This brought a variety of responses, mostly appreciation but a significant number of attacks also.
One handle did not mince words and stated that recital of Vedas without instruction from a proper Acharya was a sin (papa) and that no traditional scholar would teach women, Vedas. The tweet further found it 'disgusting' that people should appreciate such chanting.
This comment in turn triggered quite a lot of support and criticism.
This is not new. Sometime back another traditionalist scholar, now quite popular in TV debates, has declared that women should not even recite Pranav Mantra - Aum.
The problem has some worrisome deeper dimensions.
A believer in Loch Ness Monster also believes in UFO and a believer in UFO also believes in Uri Geller. It is a package.
Similarly, a believer in ‘women should not recite Vedas’ usually also believes in ‘Sudras and untouchables should not enter the temples’ and usually holds ‘child marriage as a healthy practice’ and also holds ‘secular education of women a cultural degeneration.’
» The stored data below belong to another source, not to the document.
//! Error types for board parsing.

use std::fmt;

use super::Color;

/// Error type for FEN parsing failures
#[derive(Debug, Clone, PartialEq, Eq)]
pub enum FenError {
    /// FEN string has too few fields (needs at least 4)
    TooFewParts { found: usize },
    /// Invalid piece character in placement field
    InvalidPiece { char: char },
    /// Placement field does not describe exactly 8 ranks
    InvalidRankCount { found: usize },
    /// A rank does not describe exactly 8 files
    InvalidRankLength { rank: usize, files: usize },
    /// Invalid side to move (must be 'w' or 'b')
    InvalidSideToMove { found: String },
    /// Invalid castling character
    InvalidCastling { char: char },
    /// Invalid en passant square
    InvalidEnPassant { found: String },
    /// Halfmove or fullmove counter is not a number
    InvalidClock { found: String },
    /// A side has no king, or more than one
    InvalidKingCount { color: Color, found: usize },
}

impl fmt::Display for FenError {
    fn fmt(&self, f: &mut fmt::Formatter<'_>) -> fmt::Result {
        match self {
            FenError::TooFewParts { found } => {
                write!(f, "FEN must have at least 4 parts, found {found}")
            }
            FenError::InvalidPiece { char } => {
                write!(f, "Invalid piece character '{char}' in FEN")
            }
            FenError::InvalidRankCount { found } => {
                write!(f, "FEN must describe 8 ranks, found {found}")
            }
            FenError::InvalidRankLength { rank, files } => {
                write!(f, "Rank {rank} describes {files} files, expected 8")
            }
            FenError::InvalidSideToMove { found } => {
                write!(f, "Invalid side to move '{found}', expected 'w' or 'b'")
            }
            FenError::InvalidCastling { char } => {
                write!(f, "Invalid castling character '{char}' in FEN")
            }
            FenError::InvalidEnPassant { found } => {
                write!(f, "Invalid en passant square '{found}'")
            }
            FenError::InvalidClock { found } => {
                write!(f, "Invalid move counter '{found}'")
            }
            FenError::InvalidKingCount { color, found } => {
                write!(f, "{color:?} must have exactly one king, found {found}")
            }
        }
    }
}

impl std::error::Error for FenError {}

/// Error type for move parsing failures
#[derive(Debug, Clone, PartialEq, Eq)]
pub enum MoveParseError {
    /// Move string has invalid length (must be 4-5 characters)
    InvalidLength { len: usize },
    /// Invalid square notation in move
    InvalidSquare { notation: String },
    /// Invalid promotion piece
    InvalidPromotion { char: char },
    /// Move is not legal in the current position
    IllegalMove { notation: String },
}

impl fmt::Display for MoveParseError {
    fn fmt(&self, f: &mut fmt::Formatter<'_>) -> fmt::Result {
        match self {
            MoveParseError::InvalidLength { len } => {
                write!(f, "Move must be 4-5 characters, found {len}")
            }
            MoveParseError::InvalidSquare { notation } => {
                write!(f, "Invalid square notation in '{notation}'")
            }
            MoveParseError::InvalidPromotion { char } => {
                write!(f, "Invalid promotion piece '{char}'")
            }
            MoveParseError::IllegalMove { notation } => {
                write!(f, "Illegal move '{notation}'")
            }
        }
    }
}

impl std::error::Error for MoveParseError {}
Probe gently further and in unguarded moments they will let it slip – nostalgia and justification for untouchability.
Now all these also have euphemisms – ‘Indic’ and ‘decolonisation’. Most ‘Indic’ discourses and brilliant young narrative-builders of decolonisation do not do this. But the traditionalists of the above mindset lurk amidst.
Yet these traditionalist stands against women (and the package includes ‘Sudras’ and also Scheduled Communities) are neither Vedic nor Dharmic. This is the worldview of the 19th century colonialists.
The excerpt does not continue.